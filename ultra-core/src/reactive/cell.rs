//! Reactive Cell
//!
//! A `ReactiveCell` holds one value and a set of subscribers. Writing a new
//! value notifies every subscriber synchronously, before `set` returns.
//!
//! # Change Detection
//!
//! Whether a write counts as a change is decided by [`CellValue::same`]:
//!
//! - Value-like types (numbers, strings, bools, `Option` of those) compare
//!   by equality. Writing an equal value is skipped.
//! - `Arc<T>` compares by pointer identity. A fresh `Arc` with identical
//!   contents is a change.
//! - Collections and JSON arrays/objects never compare equal, so every
//!   write notifies. Callers who want structural dedup must do it
//!   themselves.
//!
//! # Firing
//!
//! Subscribers are snapshotted before firing. A subscriber that removes
//! itself (or another) mid-pass does not disturb the current pass, and
//! additions made during a pass are first seen by the next one. Each
//! subscriber runs under [`guard`], so one panic does not stop the rest.
//!
//! # Memory Layout
//!
//! Each cell consists of:
//! - A unique ID (8 bytes)
//! - The value, behind `Arc<RwLock<_>>` so clones share it
//! - The subscriber list, also shared

use std::collections::HashMap;
use std::fmt::Debug;
use std::sync::atomic::{AtomicU64, Ordering};
use std::sync::Arc;

use indexmap::{IndexMap, IndexSet};
use parking_lot::RwLock;
use smallvec::SmallVec;
use tracing::trace;

use super::cleanup::guard;
use super::subscriber::{Notify, Source, Subscriber, Unsubscribe};

/// Counter for generating unique cell IDs.
static CELL_ID_COUNTER: AtomicU64 = AtomicU64::new(0);

/// Generate a new unique cell ID.
fn next_cell_id() -> u64 {
    CELL_ID_COUNTER.fetch_add(1, Ordering::Relaxed)
}

/// Values that can live in a [`ReactiveCell`].
///
/// `same` answers "would writing `other` over `self` be a no-op?".
pub trait CellValue: Clone + Send + Sync + 'static {
    fn same(&self, other: &Self) -> bool;
}

macro_rules! value_like {
    ($($t:ty),* $(,)?) => {
        $(
            impl CellValue for $t {
                fn same(&self, other: &Self) -> bool {
                    self == other
                }
            }
        )*
    };
}

value_like!(
    (), bool, char, i8, i16, i32, i64, i128, isize, u8, u16, u32, u64, u128, usize, f32, f64,
    String, &'static str,
);

impl<T: CellValue> CellValue for Option<T> {
    fn same(&self, other: &Self) -> bool {
        match (self, other) {
            (Some(a), Some(b)) => a.same(b),
            (None, None) => true,
            _ => false,
        }
    }
}

impl<T: ?Sized + Send + Sync + 'static> CellValue for Arc<T> {
    fn same(&self, other: &Self) -> bool {
        Arc::ptr_eq(self, other)
    }
}

impl<T: Clone + Send + Sync + 'static> CellValue for Vec<T> {
    fn same(&self, _other: &Self) -> bool {
        false
    }
}

impl<K, V> CellValue for IndexMap<K, V>
where
    K: Clone + Send + Sync + 'static,
    V: Clone + Send + Sync + 'static,
{
    fn same(&self, _other: &Self) -> bool {
        false
    }
}

impl<K, V> CellValue for HashMap<K, V>
where
    K: Clone + Send + Sync + 'static,
    V: Clone + Send + Sync + 'static,
{
    fn same(&self, _other: &Self) -> bool {
        false
    }
}

impl<T: Clone + Send + Sync + 'static> CellValue for IndexSet<T> {
    fn same(&self, _other: &Self) -> bool {
        false
    }
}

impl CellValue for serde_json::Value {
    fn same(&self, other: &Self) -> bool {
        use serde_json::Value;
        match (self, other) {
            (Value::Array(_), _) | (Value::Object(_), _) => false,
            (a, b) => a == b,
        }
    }
}

/// A mutable value with a change-subscriber set.
///
/// # Example
///
/// ```rust
/// use ultra_core::reactive::ReactiveCell;
///
/// let count = ReactiveCell::new(0);
/// let _sub = count.subscribe(|v| println!("count is now {v}"));
///
/// count.set(1); // prints
/// count.set(1); // equal value, skipped
/// ```
pub struct ReactiveCell<T: CellValue> {
    /// Unique identifier for this cell.
    id: u64,

    /// The current value.
    value: Arc<RwLock<T>>,

    /// Registered subscribers, in registration order.
    subscribers: Arc<RwLock<Vec<Subscriber<T>>>>,
}

impl<T: CellValue> ReactiveCell<T> {
    /// Create a new cell with the given initial value.
    pub fn new(value: T) -> Self {
        Self {
            id: next_cell_id(),
            value: Arc::new(RwLock::new(value)),
            subscribers: Arc::new(RwLock::new(Vec::new())),
        }
    }

    /// Get the cell's unique ID.
    pub fn id(&self) -> u64 {
        self.id
    }

    /// Get a clone of the current value.
    pub fn get(&self) -> T {
        self.value.read().clone()
    }

    /// Borrow the current value without cloning it.
    pub fn with<R>(&self, f: impl FnOnce(&T) -> R) -> R {
        f(&self.value.read())
    }

    /// Replace the value and notify subscribers if it changed.
    ///
    /// Returns `true` if subscribers were notified.
    pub fn set(&self, value: T) -> bool {
        {
            let mut guard = self.value.write();
            if guard.same(&value) {
                trace!(cell = self.id, "set skipped: value unchanged");
                return false;
            }
            *guard = value.clone();
        }

        self.notify_subscribers(&value);
        true
    }

    /// Update the value using a function of the current one.
    pub fn update<F>(&self, f: F) -> bool
    where
        F: FnOnce(&T) -> T,
    {
        let new_value = f(&self.value.read());
        self.set(new_value)
    }

    /// Register a subscriber. It fires on every change until unsubscribed.
    pub fn subscribe<F>(&self, notify: F) -> Unsubscribe
    where
        F: Fn(&T) + Send + Sync + 'static,
    {
        let subscriber = Subscriber::new(notify);
        let id = subscriber.id();
        self.subscribers.write().push(subscriber);

        let subscribers = Arc::downgrade(&self.subscribers);
        Unsubscribe::new(move || {
            if let Some(subscribers) = subscribers.upgrade() {
                subscribers.write().retain(|s| s.id() != id);
            }
        })
    }

    /// Notify all subscribers of `value`.
    fn notify_subscribers(&self, value: &T) {
        let snapshot: SmallVec<[Subscriber<T>; 8]> =
            self.subscribers.read().iter().cloned().collect();
        trace!(cell = self.id, subscribers = snapshot.len(), "notifying");

        for subscriber in snapshot {
            guard("cell subscriber", || subscriber.notify(value));
        }
    }

    /// Get the number of subscribers.
    pub fn subscriber_count(&self) -> usize {
        self.subscribers.read().len()
    }
}

impl<T: CellValue> Clone for ReactiveCell<T> {
    fn clone(&self) -> Self {
        Self {
            id: self.id,
            value: Arc::clone(&self.value),
            subscribers: Arc::clone(&self.subscribers),
        }
    }
}

impl<T: CellValue> Source for ReactiveCell<T> {
    fn watch(&self, notify: Notify) -> Unsubscribe {
        self.subscribe(move |_| notify())
    }
}

impl<T> Debug for ReactiveCell<T>
where
    T: CellValue + Debug,
{
    fn fmt(&self, f: &mut std::fmt::Formatter<'_>) -> std::fmt::Result {
        f.debug_struct("ReactiveCell")
            .field("id", &self.id)
            .field("value", &*self.value.read())
            .field("subscriber_count", &self.subscriber_count())
            .finish()
    }
}

// ----------------------------------------------------------------------------
// Tests
// ----------------------------------------------------------------------------

#[cfg(test)]
mod tests {
    use super::*;
    use serde_json::json;
    use std::sync::atomic::{AtomicI32, Ordering};

    fn counting<T: CellValue>(cell: &ReactiveCell<T>) -> (Arc<AtomicI32>, Unsubscribe) {
        let calls = Arc::new(AtomicI32::new(0));
        let calls_clone = calls.clone();
        let handle = cell.subscribe(move |_| {
            calls_clone.fetch_add(1, Ordering::SeqCst);
        });
        (calls, handle)
    }

    #[test]
    fn cell_get_and_set() {
        let cell = ReactiveCell::new(0);
        assert_eq!(cell.get(), 0);

        cell.set(42);
        assert_eq!(cell.get(), 42);
    }

    #[test]
    fn cell_update() {
        let cell = ReactiveCell::new(10);
        cell.update(|v| v + 5);
        assert_eq!(cell.get(), 15);
    }

    #[test]
    fn equal_primitive_is_skipped() {
        let cell = ReactiveCell::new(0);
        let (calls, _handle) = counting(&cell);

        assert!(cell.set(1));
        assert!(!cell.set(1));
        assert_eq!(calls.load(Ordering::SeqCst), 1);
    }

    #[test]
    fn subscriber_receives_new_value() {
        let cell = ReactiveCell::new(String::from("a"));
        let seen = Arc::new(RwLock::new(String::new()));
        let seen_clone = seen.clone();
        let _handle = cell.subscribe(move |v: &String| *seen_clone.write() = v.clone());

        cell.set("b".to_string());
        assert_eq!(*seen.read(), "b");
    }

    #[test]
    fn fresh_arc_always_notifies() {
        let cell = ReactiveCell::new(Arc::new(vec![1, 2, 3]));
        let (calls, _handle) = counting(&cell);

        let same_contents = Arc::new((*cell.get()).clone());
        cell.set(same_contents);
        assert_eq!(calls.load(Ordering::SeqCst), 1);

        // Writing back the very same Arc is not a change.
        cell.set(cell.get());
        assert_eq!(calls.load(Ordering::SeqCst), 1);
    }

    #[test]
    fn json_objects_always_notify() {
        let cell = ReactiveCell::new(json!({ "theme": "dark" }));
        let (calls, _handle) = counting(&cell);

        cell.set(json!({ "theme": "dark" }));
        cell.set(json!({ "theme": "dark" }));
        assert_eq!(calls.load(Ordering::SeqCst), 2);

        let scalar = ReactiveCell::new(json!(1));
        let (scalar_calls, _h) = counting(&scalar);
        scalar.set(json!(1));
        assert_eq!(scalar_calls.load(Ordering::SeqCst), 0);
    }

    #[test]
    fn unsubscribe_stops_notifications() {
        let cell = ReactiveCell::new(0);
        let (calls, handle) = counting(&cell);

        cell.set(1);
        handle.call();
        handle.call();
        cell.set(2);

        assert_eq!(calls.load(Ordering::SeqCst), 1);
        assert_eq!(cell.subscriber_count(), 0);
    }

    #[test]
    fn duplicate_registration_fires_twice() {
        let cell = ReactiveCell::new(0);
        let calls = Arc::new(AtomicI32::new(0));
        let callback = {
            let calls = calls.clone();
            Arc::new(move |_: &i32| {
                calls.fetch_add(1, Ordering::SeqCst);
            })
        };

        let a = callback.clone();
        let b = callback.clone();
        let _h1 = cell.subscribe(move |v| a(v));
        let _h2 = cell.subscribe(move |v| b(v));

        cell.set(1);
        assert_eq!(calls.load(Ordering::SeqCst), 2);
    }

    #[test]
    fn panicking_subscriber_does_not_block_others() {
        let cell = ReactiveCell::new(0);
        let _bad = cell.subscribe(|_| panic!("subscriber failure"));
        let (calls, _handle) = counting(&cell);

        cell.set(1);
        cell.set(2);
        assert_eq!(calls.load(Ordering::SeqCst), 2);
    }

    #[test]
    fn self_removal_during_firing_is_safe() {
        let cell = ReactiveCell::new(0);
        let slot: Arc<RwLock<Option<Unsubscribe>>> = Arc::new(RwLock::new(None));
        let calls = Arc::new(AtomicI32::new(0));

        let handle = {
            let slot = slot.clone();
            let calls = calls.clone();
            cell.subscribe(move |_| {
                calls.fetch_add(1, Ordering::SeqCst);
                if let Some(handle) = slot.read().as_ref() {
                    handle.call();
                }
            })
        };
        *slot.write() = Some(handle);
        let (others, _h) = counting(&cell);

        cell.set(1);
        cell.set(2);

        assert_eq!(calls.load(Ordering::SeqCst), 1);
        assert_eq!(others.load(Ordering::SeqCst), 2);
    }

    #[test]
    fn subscriber_added_mid_pass_waits_for_next_write() {
        let cell = ReactiveCell::new(0);
        let late_calls = Arc::new(AtomicI32::new(0));
        let late_handles: Arc<RwLock<Vec<Unsubscribe>>> = Arc::new(RwLock::new(Vec::new()));

        let _outer = {
            let target = cell.clone();
            let late_calls = late_calls.clone();
            let late_handles = late_handles.clone();
            cell.subscribe(move |_| {
                if !late_handles.read().is_empty() {
                    return;
                }
                let late_calls = late_calls.clone();
                let handle = target.subscribe(move |_| {
                    late_calls.fetch_add(1, Ordering::SeqCst);
                });
                late_handles.write().push(handle);
            })
        };

        cell.set(1);
        assert_eq!(late_calls.load(Ordering::SeqCst), 0);
        assert_eq!(cell.subscriber_count(), 2);

        cell.set(2);
        assert_eq!(late_calls.load(Ordering::SeqCst), 1);
    }

    #[test]
    fn subscriber_may_write_back_to_cell() {
        let cell = ReactiveCell::new(0);
        let inner = cell.clone();
        let _handle = cell.subscribe(move |v| {
            if *v < 3 {
                inner.set(v + 1);
            }
        });

        cell.set(1);
        assert_eq!(cell.get(), 3);
    }

    #[test]
    fn cell_clone_shares_state() {
        let cell1 = ReactiveCell::new(0);
        let cell2 = cell1.clone();

        cell1.set(42);
        assert_eq!(cell2.get(), 42);
        assert_eq!(cell1.id(), cell2.id());
    }

    #[test]
    fn cell_ids_are_unique() {
        let c1 = ReactiveCell::new(0);
        let c2 = ReactiveCell::new(0);
        assert_ne!(c1.id(), c2.id());
    }
}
::::
Your objective:
Restate, please, word for word the span of records running from the first line to the line bearing "Each cell consists", both included, and nothing outside it.

The answer:
filename ultra-core/src/reactive/cell.rs
//! Reactive Cell
//!
//! A `ReactiveCell` holds one value and a set of subscribers. Writing a new
//! value notifies every subscriber synchronously, before `set` returns.
//!
//! # Change Detection
//!
//! Whether a write counts as a change is decided by [`CellValue::same`]:
//!
//! - Value-like types (numbers, strings, bools, `Option` of those) compare
//!   by equality. Writing an equal value is skipped.
//! - `Arc<T>` compares by pointer identity. A fresh `Arc` with identical
//!   contents is a change.
//! - Collections and JSON arrays/objects never compare equal, so every
//!   write notifies. Callers who want structural dedup must do it
//!   themselves.
//!
//! # Firing
//!
//! Subscribers are snapshotted before firing. A subscriber that removes
//! itself (or another) mid-pass does not disturb the current pass, and
//! additions made during a pass are first seen by the next one. Each
//! subscriber runs under [`guard`], so one panic does not stop the rest.
//!
//! # Memory Layout
//!
//! Each cell consists of:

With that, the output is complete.